Why it's "three-language"

The contract has to exist in TypeScript, Swift, and Kotlin simultaneously, with each declaration honouring the others. This is stricter than a two-language contract (typical RN turbo module) because:

  • TS types must match Swift protocol signatures (including callback shapes, optional parameters).
  • TS types must match Kotlin interface signatures.
  • Swift and Kotlin must converge on the same semantic contract even though they use different dispatch conventions (Swift protocols with @objc, Kotlin interfaces).

Zalando explicitly calls out the process consequence: the API contract must be defined and agreed upon before implementation starts (see patterns/api-contract-first-across-three-languages):

"Especially when combining three environments into one (TypeScript, Swift and Kotlin) it's crucial to first properly define these API contracts and ensure that all involved environments are compatible with this contract as early as possible.
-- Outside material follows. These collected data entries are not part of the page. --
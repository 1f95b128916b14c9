//! Common types and utilities for API endpoints.

use std::error::Error;

use axum::Json;
use axum::http::StatusCode;
use axum::response::{IntoResponse, Redirect, Response};
use serde::{Deserialize, Serialize};
use thiserror::Error;
use threadgate_service::selector::SelectionError;
use threadgate_service::{Route, ServiceError};

/// Error type for API operations.
#[derive(Debug, Error)]
pub enum ApiError {
    /// A permission selection that cannot be confirmed.
    ///
    /// The message is meant to be shown to the user as is.
    #[error(transparent)]
    Selection(#[from] SelectionError),

    /// Server errors, indicating that something went wrong when executing a request.
    #[error("server error: {0}")]
    Server(#[source] Box<dyn Error + Send + Sync>),
}

impl From<ServiceError> for ApiError {
    fn from(err: ServiceError) -> Self {
        match err {
            ServiceError::Selection(err) => ApiError::Selection(err),
            err => ApiError::Server(Box::new(err)),
        }
    }
}

/// Result type for API operations.
pub type ApiResult<T> = Result<T, ApiError>;

/// A JSON error response returned by the API.
#[derive(Serialize, Deserialize, Debug)]
pub struct ApiErrorResponse {
    /// The main error message.
    #[serde(default)]
    pub detail: Option<String>,
    /// Chain of error causes.
    #[serde(default, skip_serializing_if = "Vec::is_empty")]
    pub causes: Vec<String>,
}

impl ApiErrorResponse {
    /// Creates an error response from an error, extracting the full cause chain.
    pub fn from_error<E: Error + ?Sized>(error: &E) -> Self {
        let detail = Some(error.to_string());

        let mut causes = Vec::new();
        let mut source = error.source();
        while let Some(s) = source {
            causes.push(s.to_string());
            source = s.source();
        }

        Self { detail, causes }
    }
}

impl IntoResponse for ApiError {
    fn into_response(self) -> Response {
        let status = match &self {
            ApiError::Selection(_) => StatusCode::UNPROCESSABLE_ENTITY,
            ApiError::Server(_) => {
                tracing::error!(error = &self as &dyn Error, "error handling request");
                StatusCode::INTERNAL_SERVER_ERROR
            }
        };

        let body = ApiErrorResponse::from_error(&self);
        (status, Json(body)).into_response()
    }
}

/// Navigates the client to the given screen.
pub fn navigate(route: Route) -> Redirect {
    Redirect::to(route.path())
}
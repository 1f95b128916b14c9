//! Contains all HTTP endpoint handlers.
//!
//! Use [`routes`] to create a router with all endpoints.

use axum::Router;

use crate::state::ServiceState;

mod callback;
pub mod common;
mod feed;
pub mod health;
mod login;
mod permissions;

pub fn routes() -> Router<ServiceState> {
    Router::new()
        .merge(health::router())
        .merge(permissions::router())
        .merge(login::router())
        .merge(feed::router())
        .merge(callback::router())
}
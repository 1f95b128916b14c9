//! Main-screen features gated by granted scopes.

use serde::Serialize;

use crate::permission::PermissionSet;
use crate::scope::Scope;

/// A feature of the main screen that is only available with a specific scope.
#[derive(Clone, Copy, Debug, PartialEq, Eq, Hash, Serialize)]
#[serde(rename_all = "snake_case")]
pub enum Feature {
    /// Search the feed by keyword.
    KeywordSearch,
    /// Show comment counts and reply hints on feed items.
    ReplyCounts,
    /// Show the user's display name and profile picture.
    ProfileDetails,
    /// Show the media access banner.
    MediaAccess,
}

impl Feature {
    /// All features in banner order.
    pub const ALL: [Feature; 4] = [
        Feature::KeywordSearch,
        Feature::ReplyCounts,
        Feature::ProfileDetails,
        Feature::MediaAccess,
    ];

    /// The scope that must be granted for this feature.
    pub fn required_scope(self) -> Scope {
        match self {
            Feature::KeywordSearch => Scope::ThreadsKeywordSearch,
            Feature::ReplyCounts => Scope::ThreadsReadReplies,
            Feature::ProfileDetails => Scope::UserProfile,
            Feature::MediaAccess => Scope::UserMedia,
        }
    }

    /// Returns `true` if the feature is available with the given permissions.
    pub fn is_enabled(self, granted: &PermissionSet) -> bool {
        granted.contains(self.required_scope())
    }

    /// The banner text shown while the feature is enabled.
    pub fn banner(self) -> &'static str {
        match self {
            Feature::KeywordSearch => "Keyword search: enabled - search Threads with the search bar below",
            Feature::ReplyCounts => "Replies: enabled - comment counts are shown for every post",
            Feature::ProfileDetails => "Profile: enabled - your name and profile picture are shown",
            Feature::MediaAccess => "Media: enabled - your published media can be listed",
        }
    }
}

#[cfg(test)]
mod tests {
    use super::*;

    #[test]
    fn required_only_disables_optional_features() {
        let granted = PermissionSet::required_only();
        assert!(Feature::KeywordSearch.is_enabled(&granted));
        assert!(Feature::ReplyCounts.is_enabled(&granted));
        assert!(!Feature::ProfileDetails.is_enabled(&granted));
        assert!(!Feature::MediaAccess.is_enabled(&granted));
    }

    #[test]
    fn empty_set_disables_everything() {
        let granted = PermissionSet::empty();
        assert!(Feature::ALL.iter().all(|f| !f.is_enabled(&granted)));
    }
}
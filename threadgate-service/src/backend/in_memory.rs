//! In-memory backend.
//!
//! This provides a [`Backend`](super::common::Backend) backed by a `HashMap`. It serves as the
//! session storage area, whose contents only live as long as the process, and keeps unit tests
//! free of tempdir management. The backend is [`Clone`] so tests can hold a handle for direct
//! inspection while the service owns a boxed copy.

use std::collections::HashMap;
use std::sync::{Arc, Mutex, PoisonError};

use super::common::{Backend, BackendResult};

type Store = HashMap<String, String>;

/// A storage area that lives only as long as the process.
#[derive(Debug, Clone)]
pub struct InMemoryBackend {
    name: &'static str,
    store: Arc<Mutex<Store>>,
}

impl InMemoryBackend {
    /// Creates an empty backend with the given diagnostic name.
    pub fn new(name: &'static str) -> Self {
        Self {
            name,
            store: Arc::new(Mutex::new(HashMap::new())),
        }
    }

    /// Returns a clone of the stored value, bypassing the `Backend` trait.
    pub fn get_stored(&self, key: &str) -> Option<String> {
        self.store().get(key).cloned()
    }

    /// Returns `true` if the backend contains an entry for the given key.
    pub fn contains(&self, key: &str) -> bool {
        self.store().contains_key(key)
    }

    /// Returns `true` if the backend holds no entries.
    pub fn is_empty(&self) -> bool {
        self.store().is_empty()
    }

    fn store(&self) -> std::sync::MutexGuard<'_, Store> {
        self.store.lock().unwrap_or_else(PoisonError::into_inner)
    }
}

#[async_trait::async_trait]
impl Backend for InMemoryBackend {
    fn name(&self) -> &'static str {
        self.name
    }

    async fn get_item(&self, key: &str) -> BackendResult<Option<String>> {
        Ok(self.store().get(key).cloned())
    }

    async fn set_item(&self, key: &str, value: &str) -> BackendResult<()> {
        self.store().insert(key.to_owned(), value.to_owned());
        Ok(())
    }

    async fn remove_item(&self, key: &str) -> BackendResult<()> {
        self.store().remove(key);
        Ok(())
    }
}

#[cfg(test)]
mod tests {
    use super::*;

    #[tokio::test]
    async fn set_get_remove() {
        let backend = InMemoryBackend::new("test");
        assert_eq!(backend.get_item("k").await.unwrap(), None);

        backend.set_item("k", "v1").await.unwrap();
        backend.set_item("k", "v2").await.unwrap();
        assert_eq!(backend.get_item("k").await.unwrap().as_deref(), Some("v2"));

        backend.remove_item("k").await.unwrap();
        backend.remove_item("k").await.unwrap();
        assert!(backend.is_empty());
    }

    #[tokio::test]
    async fn clones_share_state() {
        let backend = InMemoryBackend::new("test");
        let handle = backend.clone();
        backend.set_item("k", "v").await.unwrap();
        assert!(handle.contains("k"));
    }
}
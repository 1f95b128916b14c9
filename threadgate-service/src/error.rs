//! Errors of the client service.

use thiserror::Error;

use crate::backend::BackendError;
use crate::selector::SelectionError;

/// Errors that can occur in the client service.
#[derive(Debug, Error)]
pub enum ServiceError {
    /// An error from a storage backend.
    #[error("backend error: {0}")]
    Backend(#[from] BackendError),

    /// A permission selection was rejected.
    #[error(transparent)]
    Selection(#[from] SelectionError),

    /// Errors related to de/serialization of stored records.
    #[error("serde error: {context}")]
    Serde {
        /// What was being de/serialized.
        context: String,
        /// The underlying error.
        #[source]
        cause: serde_json::Error,
    },

    /// Errors building or sending requests to the OAuth collaborators.
    #[error("reqwest error: {context}")]
    Reqwest {
        /// The operation that failed.
        context: String,
        /// The underlying error.
        #[source]
        cause: reqwest::Error,
    },

    /// No token-exchange backend is configured.
    #[error("token exchange backend not configured")]
    ExchangeUnavailable,
}

impl ServiceError {
    pub(crate) fn serde(context: impl Into<String>, cause: serde_json::Error) -> Self {
        Self::Serde {
            context: context.into(),
            cause,
        }
    }

    pub(crate) fn reqwest(context: impl Into<String>, cause: reqwest::Error) -> Self {
        Self::Reqwest {
            context: context.into(),
            cause,
        }
    }
}

/// Result type for service operations.
pub type Result<T, E = ServiceError> = std::result::Result<T, E>;
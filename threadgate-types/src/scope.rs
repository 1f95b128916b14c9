//! Definitions for permission scopes.
//!
//! A [`Scope`] is a named permission unit requested from the authorization provider. The set of
//! scopes is fixed at compile time; [`Scope::ALL`] lists the catalog in display order and
//! [`Scope::info`] returns the human-readable description of each entry.

use std::fmt;
use std::str::FromStr;

use serde::{Deserialize, Serialize};

/// A permission scope from the fixed catalog.
///
/// Scopes serialize as their machine name, for example `"threads_basic"`.
#[derive(Clone, Copy, Debug, PartialEq, Eq, Hash, Ord, PartialOrd, Deserialize, Serialize)]
#[serde(rename_all = "snake_case")]
pub enum Scope {
    /// Basic profile information such as username and profile picture.
    UserProfile,
    /// The list of published media and their details.
    UserMedia,
    /// Connected Threads profile and connection status.
    ThreadsBasic,
    /// Replies to the user's Threads posts.
    ThreadsReadReplies,
    /// Public Threads posts matching configured keywords.
    ThreadsKeywordSearch,
}

/// Static description of a [`Scope`] for presentation.
#[derive(Debug, PartialEq, Eq, Serialize)]
pub struct ScopeInfo {
    /// Short English name.
    pub name: &'static str,
    /// Name shown in the permission list.
    pub display_name: &'static str,
    /// What the application does with this permission.
    pub description: &'static str,
    /// Emoji icon shown next to the scope.
    pub icon: &'static str,
}

impl Scope {
    /// The complete catalog in display order.
    pub const ALL: [Scope; 5] = [
        Scope::UserProfile,
        Scope::UserMedia,
        Scope::ThreadsBasic,
        Scope::ThreadsReadReplies,
        Scope::ThreadsKeywordSearch,
    ];

    /// Scopes the user can never deselect individually.
    pub const REQUIRED: [Scope; 3] = [
        Scope::ThreadsBasic,
        Scope::ThreadsReadReplies,
        Scope::ThreadsKeywordSearch,
    ];

    /// Scopes the user may toggle.
    pub const OPTIONAL: [Scope; 2] = [Scope::UserProfile, Scope::UserMedia];

    /// Returns the machine name used on the wire and in storage.
    pub fn as_str(self) -> &'static str {
        match self {
            Scope::UserProfile => "user_profile",
            Scope::UserMedia => "user_media",
            Scope::ThreadsBasic => "threads_basic",
            Scope::ThreadsReadReplies => "threads_read_replies",
            Scope::ThreadsKeywordSearch => "threads_keyword_search",
        }
    }

    /// Returns `true` if this scope belongs to the required group.
    pub fn is_required(self) -> bool {
        Self::REQUIRED.contains(&self)
    }

    /// Returns the presentation details for this scope.
    pub fn info(self) -> &'static ScopeInfo {
        match self {
            Scope::UserProfile => &ScopeInfo {
                name: "Profile Info",
                display_name: "Profile information",
                description: "Access basic information such as your username and profile picture.",
                icon: "👤",
            },
            Scope::UserMedia => &ScopeInfo {
                name: "Media Access",
                display_name: "Media information",
                description: "Access the list of your published media and their details.",
                icon: "📸",
            },
            Scope::ThreadsBasic => &ScopeInfo {
                name: "threads_basic",
                display_name: "Threads basics",
                description: "Show your connected Threads profile and connection status inside this app.",
                icon: "📱",
            },
            Scope::ThreadsReadReplies => &ScopeInfo {
                name: "threads_read_replies",
                display_name: "Read Threads replies",
                description: "Retrieve replies to your Threads posts so you can review and respond to conversations from this dashboard.",
                icon: "💬",
            },
            Scope::ThreadsKeywordSearch => &ScopeInfo {
                name: "threads_keyword_search",
                display_name: "Threads keyword search",
                description: "Retrieve public Threads posts matching predefined keywords you configure (e.g., brand name, product name, campaign hashtag), and display them in the monitoring dashboard.",
                icon: "🔍",
            },
        }
    }
}

impl fmt::Display for Scope {
    fn fmt(&self, f: &mut fmt::Formatter<'_>) -> fmt::Result {
        f.write_str(self.as_str())
    }
}

/// An error indicating that a string does not name a catalog scope.
#[derive(Clone, Debug, PartialEq, Eq, thiserror::Error)]
#[error("unknown scope `{0}`")]
pub struct InvalidScopeError(pub String);

impl FromStr for Scope {
    type Err = InvalidScopeError;

    fn from_str(s: &str) -> Result<Self, Self::Err> {
        Scope::ALL
            .into_iter()
            .find(|scope| scope.as_str() == s)
            .ok_or_else(|| InvalidScopeError(s.to_owned()))
    }
}
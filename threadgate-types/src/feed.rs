//! Static demo content for the main feed.

use serde::Serialize;

/// A read-only feed entry.
#[derive(Clone, Debug, PartialEq, Eq, Serialize)]
#[serde(rename_all = "camelCase")]
pub struct FeedItem {
    /// Stable identifier.
    pub id: u32,
    /// Topic keyword shown as a badge.
    pub keyword: &'static str,
    /// Post body.
    pub content: &'static str,
    /// Author handle without the leading `@`.
    pub author: &'static str,
    /// Number of replies.
    pub comment_count: u32,
    /// Number of likes.
    pub like_count: u32,
    /// Relative time of posting.
    pub timestamp: &'static str,
}

impl FeedItem {
    /// Returns `true` if `keyword` occurs in the keyword, content or author, ignoring case.
    ///
    /// An empty keyword matches every item.
    pub fn matches(&self, keyword: &str) -> bool {
        if keyword.is_empty() {
            return true;
        }

        let needle = keyword.to_lowercase();
        [self.keyword, self.content, self.author]
            .iter()
            .any(|field| field.to_lowercase().contains(&needle))
    }
}

/// The demo feed shown to every logged-in user.
pub const DEMO_FEED: &[FeedItem] = &[
    FeedItem {
        id: 1,
        keyword: "React",
        content: "A look at what's new in React 18. Suspense and transitions can make a big difference to user experience.",
        author: "frontend_dev",
        comment_count: 24,
        like_count: 156,
        timestamp: "2 hours ago",
    },
    FeedItem {
        id: 2,
        keyword: "Performance",
        content: "How to cut your bundle size in half. Used properly, tree shaking and code splitting shorten the initial load dramatically.",
        author: "web_optimizer",
        comment_count: 18,
        like_count: 203,
        timestamp: "4 hours ago",
    },
    FeedItem {
        id: 3,
        keyword: "JavaScript",
        content: "A summary of asynchronous programming patterns: callbacks, promises and async/await compared, with when to use each.",
        author: "js_master",
        comment_count: 42,
        like_count: 289,
        timestamp: "5 hours ago",
    },
    FeedItem {
        id: 4,
        keyword: "CSS",
        content: "When should you use CSS Grid and when Flexbox? The best pick for each layout situation.",
        author: "design_coder",
        comment_count: 31,
        like_count: 174,
        timestamp: "6 hours ago",
    },
    FeedItem {
        id: 5,
        keyword: "Web security",
        content: "Defending against XSS, CSRF and SQL injection. Security is not optional!",
        author: "security_expert",
        comment_count: 56,
        like_count: 312,
        timestamp: "8 hours ago",
    },
    FeedItem {
        id: 6,
        keyword: "TypeScript",
        content: "Understanding TypeScript generics properly pays off in type safety. Explained with real-world examples.",
        author: "ts_enthusiast",
        comment_count: 27,
        like_count: 198,
        timestamp: "10 hours ago",
    },
];
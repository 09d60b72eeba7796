use directories::ProjectDirs;
use std::path::PathBuf;

pub const DB_FILE_NAME: &str = "synergy.db";

/// Where Synergy keeps its data.
#[derive(Debug, Clone, Default)]
pub struct Config {
    /// Explicit database file; the platform data directory is used when unset.
    pub db_path: Option<PathBuf>,
}

impl Config {
    pub fn with_db_path(path: impl Into<PathBuf>) -> Self {
        Self {
            db_path: Some(path.into()),
        }
    }

    pub fn project_dirs() -> Option<ProjectDirs> {
        ProjectDirs::from("com", "synergy", "Synergy")
    }
}
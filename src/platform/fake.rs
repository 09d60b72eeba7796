//! Deterministic host doubles for tests and embedding.

use super::{Clock, Haptics, Notifier, Permission, Tone, ToneSpec};
use crate::safe_lock;
use chrono::{NaiveDateTime, TimeDelta};
use std::sync::Mutex;
use std::time::Duration;

/// Clock that only moves when told to.
pub struct FixedClock {
    now: Mutex<NaiveDateTime>,
}

impl FixedClock {
    pub fn new(now: NaiveDateTime) -> Self {
        Self {
            now: Mutex::new(now),
        }
    }

    pub fn advance(&self, by: TimeDelta) {
        let mut now = safe_lock(&self.now, "FixedClock");
        if let Some(next) = now.checked_add_signed(by) {
            *now = next;
        }
    }
}

impl Clock for FixedClock {
    fn now(&self) -> NaiveDateTime {
        *safe_lock(&self.now, "FixedClock")
    }
}

/// Notifier that keeps every notification it was asked to show.
pub struct RecordingNotifier {
    permission: Mutex<Permission>,
    on_request: Permission,
    sent: Mutex<Vec<(String, String)>>,
}

impl RecordingNotifier {
    /// Permission already granted.
    pub fn granted() -> Self {
        Self::with_permission(Permission::Granted, Permission::Granted)
    }

    /// Starts at `permission`; a request moves it to `on_request`.
    pub fn with_permission(permission: Permission, on_request: Permission) -> Self {
        Self {
            permission: Mutex::new(permission),
            on_request,
            sent: Mutex::new(Vec::new()),
        }
    }

    pub fn sent(&self) -> Vec<(String, String)> {
        safe_lock(&self.sent, "RecordingNotifier").clone()
    }

    pub fn count(&self) -> usize {
        safe_lock(&self.sent, "RecordingNotifier").len()
    }
}

impl Notifier for RecordingNotifier {
    fn permission(&self) -> Permission {
        *safe_lock(&self.permission, "RecordingNotifier")
    }

    fn request_permission(&self) -> Permission {
        let mut permission = safe_lock(&self.permission, "RecordingNotifier");
        if *permission == Permission::Prompt {
            *permission = self.on_request;
        }
        *permission
    }

    fn notify(&self, title: &str, body: &str) {
        safe_lock(&self.sent, "RecordingNotifier").push((title.to_string(), body.to_string()));
    }
}

/// Keeps every cue it receives.
#[derive(Default)]
pub struct RecordingFeedback {
    tones: Mutex<Vec<ToneSpec>>,
    vibrations: Mutex<Vec<Duration>>,
}

impl RecordingFeedback {
    pub fn tones(&self) -> Vec<ToneSpec> {
        safe_lock(&self.tones, "RecordingFeedback").clone()
    }

    pub fn vibrations(&self) -> Vec<Duration> {
        safe_lock(&self.vibrations, "RecordingFeedback").clone()
    }
}

impl Tone for RecordingFeedback {
    fn beep(&self, tone: ToneSpec) {
        safe_lock(&self.tones, "RecordingFeedback").push(tone);
    }
}

impl Haptics for RecordingFeedback {
    fn vibrate(&self, duration: Duration) {
        safe_lock(&self.vibrations, "RecordingFeedback").push(duration);
    }
}
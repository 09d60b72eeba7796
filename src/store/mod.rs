//! Flat string-keyed storage shared by every component.
//!
//! Values are text: JSON for structured entries, plain decimal for numbers.

pub mod legacy;
mod memory;
mod sqlite;

pub use memory::MemoryStore;
pub use sqlite::SqliteStore;

use crate::error::AppError;
use log::warn;
use serde::de::DeserializeOwned;
use serde::Serialize;
use std::str::FromStr;

/// Key-value storage with get/set/remove by string key.
pub trait KeyValueStore: Send + Sync {
    /// Get the value for a key. Returns None if the key does not exist.
    fn get(&self, key: &str) -> Result<Option<String>, AppError>;

    /// Set a key, replacing any previous value.
    fn set(&self, key: &str, value: &str) -> Result<(), AppError>;

    /// Remove a key. Removing a missing key is not an error.
    fn remove(&self, key: &str) -> Result<(), AppError>;
}

/// Load a JSON value. Malformed entries are treated as absent.
pub fn load_json<T, S>(store: &S, key: &str) -> Result<Option<T>, AppError>
where
    T: DeserializeOwned,
    S: KeyValueStore + ?Sized,
{
    let Some(raw) = store.get(key)? else {
        return Ok(None);
    };
    match serde_json::from_str(&raw) {
        Ok(value) => Ok(Some(value)),
        Err(e) => {
            warn!("Ignoring malformed value under '{key}': {e}");
            Ok(None)
        }
    }
}

pub fn save_json<T, S>(store: &S, key: &str, value: &T) -> Result<(), AppError>
where
    T: Serialize + ?Sized,
    S: KeyValueStore + ?Sized,
{
    let raw = serde_json::to_string(value)?;
    store.set(key, &raw)
}

/// Load a plain-text value such as an integer. Unparseable entries are treated as absent.
pub fn load_parsed<T, S>(store: &S, key: &str) -> Result<Option<T>, AppError>
where
    T: FromStr,
    S: KeyValueStore + ?Sized,
{
    Ok(store
        .get(key)?
        .and_then(|raw| match raw.trim().parse() {
            Ok(value) => Some(value),
            Err(_) => {
                warn!("Ignoring unparseable value under '{key}': {raw:?}");
                None
            }
        }))
}
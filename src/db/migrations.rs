use super::schema::SCHEMA;
use rusqlite::{Connection, Result};

pub fn run(conn: &Connection) -> Result<()> {
    conn.execute_batch(SCHEMA)?;
    Ok(())
}
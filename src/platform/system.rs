use super::{Clock, Haptics, Notifier, Permission, Tone, ToneSpec};
use chrono::{Local, NaiveDateTime};
use log::{debug, info};
use std::time::Duration;

/// Wall clock in the local time zone.
pub struct SystemClock;

impl Clock for SystemClock {
    fn now(&self) -> NaiveDateTime {
        Local::now().naive_local()
    }
}

/// Delivers notifications through the log. Always permitted.
pub struct LogNotifier;

impl Notifier for LogNotifier {
    fn permission(&self) -> Permission {
        Permission::Granted
    }

    fn request_permission(&self) -> Permission {
        Permission::Granted
    }

    fn notify(&self, title: &str, body: &str) {
        info!("{title}: {body}");
    }
}

/// Records cues at debug level instead of playing them.
pub struct LogTone;

impl Tone for LogTone {
    fn beep(&self, tone: ToneSpec) {
        debug!(
            "beep {} Hz for {} ms ({:?})",
            tone.frequency_hz,
            tone.duration.as_millis(),
            tone.waveform
        );
    }
}

/// Terminals and servers have nothing to vibrate.
pub struct NoopHaptics;

impl Haptics for NoopHaptics {
    fn vibrate(&self, _duration: Duration) {}
}

pub struct NoopTone;

impl Tone for NoopTone {
    fn beep(&self, _tone: ToneSpec) {}
}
Otherwise, you run into challenges where the API design might not be feasible on all platforms, requiring you to undo work that has already been done."

Why DI vs direct coupling

The DI slot (WishlistConfig.delegate: WishlistProtocol?) decouples the Framework SDK from the legacy app:

  • Framework SDK doesn't know which implementation is registered — it just calls through the protocol.
  • Legacy app injects its implementation at startup.
  • Developer App injects a mock implementation.

This is what makes the Developer App viable — without the DI slot, the SDK would hard-depend on the legacy app's wishlist implementation, and the Developer App couldn't link.